Este verano se cumplen 23 años del cierre aquel salón recreativo.
Mil gracias por el relato. Me ha hecho pasar un buen rato recordando los salones de recreativos de cuando era niño. Yo también mataría por uno de esos cacharros originales del salón al que más iba con mis amigos….
Qué gran relato y qué buenos recuerdos. Lo que daría yo por hacerme con una de las viejas recreativas de cualquiera de los pubs de mi pueblo…
Mucho tiempo y muchos recuerdos están unidos a cualquiera de esos cacharros
Tremendo. Lo he leído con el corazón encogido, tanto por la nostalgia como por la tensión de ver si al final conseguirías llevarte la recreativa.

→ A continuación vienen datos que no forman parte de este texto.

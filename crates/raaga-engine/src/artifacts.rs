//! Persisting snapshots to the artifact store and loading them back.

use serde::{Deserialize, Serialize};

use raaga_core::model::{Catalog, TrackId};
use raaga_core::schema::{ArtifactBlob, ArtifactKind, ArtifactStore};
use raaga_core::{Error, Result};
use raaga_search::features::NUMERIC_COLUMNS;
use raaga_search::{DenseCosineMatrix, MinMaxScaler, NeighborIndex, StrategyKind, TfidfVectorizer};

use crate::snapshot::{BuildOptions, Model, Snapshot};

/// What was built, with which options, over which rows in order.
#[derive(Debug, Clone, PartialEq, Serialize, Deserialize)]
struct Manifest {
    options: BuildOptions,
    track_ids: Vec<TrackId>,
    fingerprint: [u8; 32],
}

impl Snapshot {
    /// Write this snapshot's model, replacing whatever the store held.
    pub fn persist(&self, store: &ArtifactStore) -> Result<()> {
        let n = self.catalog().len();
        let manifest = Manifest {
            options: *self.options(),
            track_ids: self.catalog().track_ids(),
            fingerprint: self.catalog().fingerprint(),
        };

        let mut blobs = vec![ArtifactBlob::encode(
            ArtifactKind::CatalogManifest,
            n,
            0,
            &manifest,
        )?];

        match self.model() {
            Model::DenseCosine {
                scaler,
                vectorizer,
                matrix,
            } => {
                blobs.push(ArtifactBlob::encode(
                    ArtifactKind::NumericScaler,
                    n,
                    scaler.width(),
                    scaler,
                )?);
                blobs.push(ArtifactBlob::encode(
                    ArtifactKind::GenreVectorizer,
                    n,
                    vectorizer.vocabulary_size(),
                    vectorizer,
                )?);
                blobs.push(ArtifactBlob::encode(
                    ArtifactKind::SimilarityMatrix,
                    n,
                    n,
                    matrix,
                )?);
            }
            Model::NeighborIndex { vectorizer, index } => {
                blobs.push(ArtifactBlob::encode(
                    ArtifactKind::CombinedVectorizer,
                    n,
                    vectorizer.vocabulary_size(),
                    vectorizer,
                )?);
                blobs.push(ArtifactBlob::encode(
                    ArtifactKind::NeighborIndex,
                    n,
                    index.dims(),
                    index,
                )?);
            }
        }

        store.replace_all(&blobs)
    }

    /// Rebuild a snapshot for `catalog` from stored artifacts, whatever
    /// options they were built with.
    ///
    /// # Errors
    /// `ModelNotFit` if nothing was built, the artifacts were built from a
    /// different catalog, or their dimensions disagree with each other.
    pub fn load(store: &ArtifactStore, catalog: Catalog) -> Result<Self> {
        Self::load_checked(store, catalog, None)
    }

    /// Like [`Snapshot::load`], but the stored artifacts must also have been
    /// built with the same effective `options`.
    ///
    /// # Errors
    /// `ModelNotFit` as for [`Snapshot::load`] or when the options differ.
    /// `InvalidArgument` if `options` carries bad weights.
    pub fn load_matching(
        store: &ArtifactStore,
        catalog: Catalog,
        options: &BuildOptions,
    ) -> Result<Self> {
        let expected = options.effective()?;
        Self::load_checked(store, catalog, Some(&expected))
    }

    fn load_checked(
        store: &ArtifactStore,
        catalog: Catalog,
        expected: Option<&BuildOptions>,
    ) -> Result<Self> {
        let n = catalog.len();
        let (manifest_info, manifest): (_, Manifest) =
            store.load(ArtifactKind::CatalogManifest, n)?;

        if let Some(expected) = expected {
            if manifest.options != *expected {
                return Err(Error::ModelNotFit(format!(
                    "artifacts were built with {:?}, requested {expected:?}",
                    manifest.options
                )));
            }
        }
        if manifest.track_ids != catalog.track_ids() {
            return Err(Error::ModelNotFit(
                "catalog has changed since the artifacts were built".to_string(),
            ));
        }
        if manifest.fingerprint != catalog.fingerprint() {
            return Err(Error::ModelNotFit(
                "catalog track data has changed since the artifacts were built".to_string(),
            ));
        }

        let model = match manifest.options.strategy {
            StrategyKind::DenseCosine => load_dense(store, n)?,
            StrategyKind::NeighborIndex => load_neighbors(store, n)?,
        };

        log::info!(
            "Loaded {} artifacts for {} tracks (built {})",
            manifest.options.strategy,
            n,
            manifest_info.built_at
        );
        Ok(Self::from_parts(
            catalog,
            model,
            manifest.options,
            manifest_info.built_at,
        ))
    }

    /// Strategy of the stored artifact set, if one has been built.
    pub fn stored_strategy(store: &ArtifactStore) -> Result<Option<StrategyKind>> {
        let Some(info) = store.info(ArtifactKind::CatalogManifest)? else {
            return Ok(None);
        };
        let (_, manifest): (_, Manifest) = store.load(ArtifactKind::CatalogManifest, info.n_rows)?;
        Ok(Some(manifest.options.strategy))
    }
}

fn load_dense(store: &ArtifactStore, n: usize) -> Result<Model> {
    let (_, scaler): (_, MinMaxScaler) = store.load(ArtifactKind::NumericScaler, n)?;
    if scaler.width() != NUMERIC_COLUMNS.len() {
        return Err(Error::ModelNotFit(format!(
            "numeric scaler has {} columns, expected {}",
            scaler.width(),
            NUMERIC_COLUMNS.len()
        )));
    }

    let (info, vectorizer): (_, TfidfVectorizer) = store.load(ArtifactKind::GenreVectorizer, n)?;
    check_dims(ArtifactKind::GenreVectorizer, info.dims, vectorizer.vocabulary_size())?;

    let (_, matrix): (_, DenseCosineMatrix) = store.load(ArtifactKind::SimilarityMatrix, n)?;
    matrix.validate(n)?;

    Ok(Model::DenseCosine {
        scaler,
        vectorizer,
        matrix,
    })
}

fn load_neighbors(store: &ArtifactStore, n: usize) -> Result<Model> {
    let (info, vectorizer): (_, TfidfVectorizer) =
        store.load(ArtifactKind::CombinedVectorizer, n)?;
    check_dims(ArtifactKind::CombinedVectorizer, info.dims, vectorizer.vocabulary_size())?;

    let (_, index): (_, NeighborIndex) = store.load(ArtifactKind::NeighborIndex, n)?;
    index.validate(n, vectorizer.vocabulary_size())?;

    Ok(Model::NeighborIndex { vectorizer, index })
}

fn check_dims(kind: ArtifactKind, recorded: usize, actual: usize) -> Result<()> {
    if recorded == actual {
        Ok(())
    } else {
        Err(Error::ModelNotFit(format!(
            "artifact {kind} records {recorded} dimensions but holds {actual}"
        )))
    }
}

Los recreativos a los que mas cariño les tenía de mi pueblo cerraron hace ya unos tres o cuatro años para siempre y los convirtieron una zapatería. El otro día, curiosamente, me crucé con el dueño y estuve recordándole los tiempos en los que yo era un chiquillo y correteaba por allí. Me contó algunas cosas pero, por desgracia, no tuvimos mucho tiempo y no pude charlar con él tanto como me hubiese gustado.
Aquel lugar era tremendamente mágico. No había nada como el sonido de todas las músicas mezcladas, los efectos sonoros, las bolas de futbolín y de pinball rebotando, y las risas de la gente.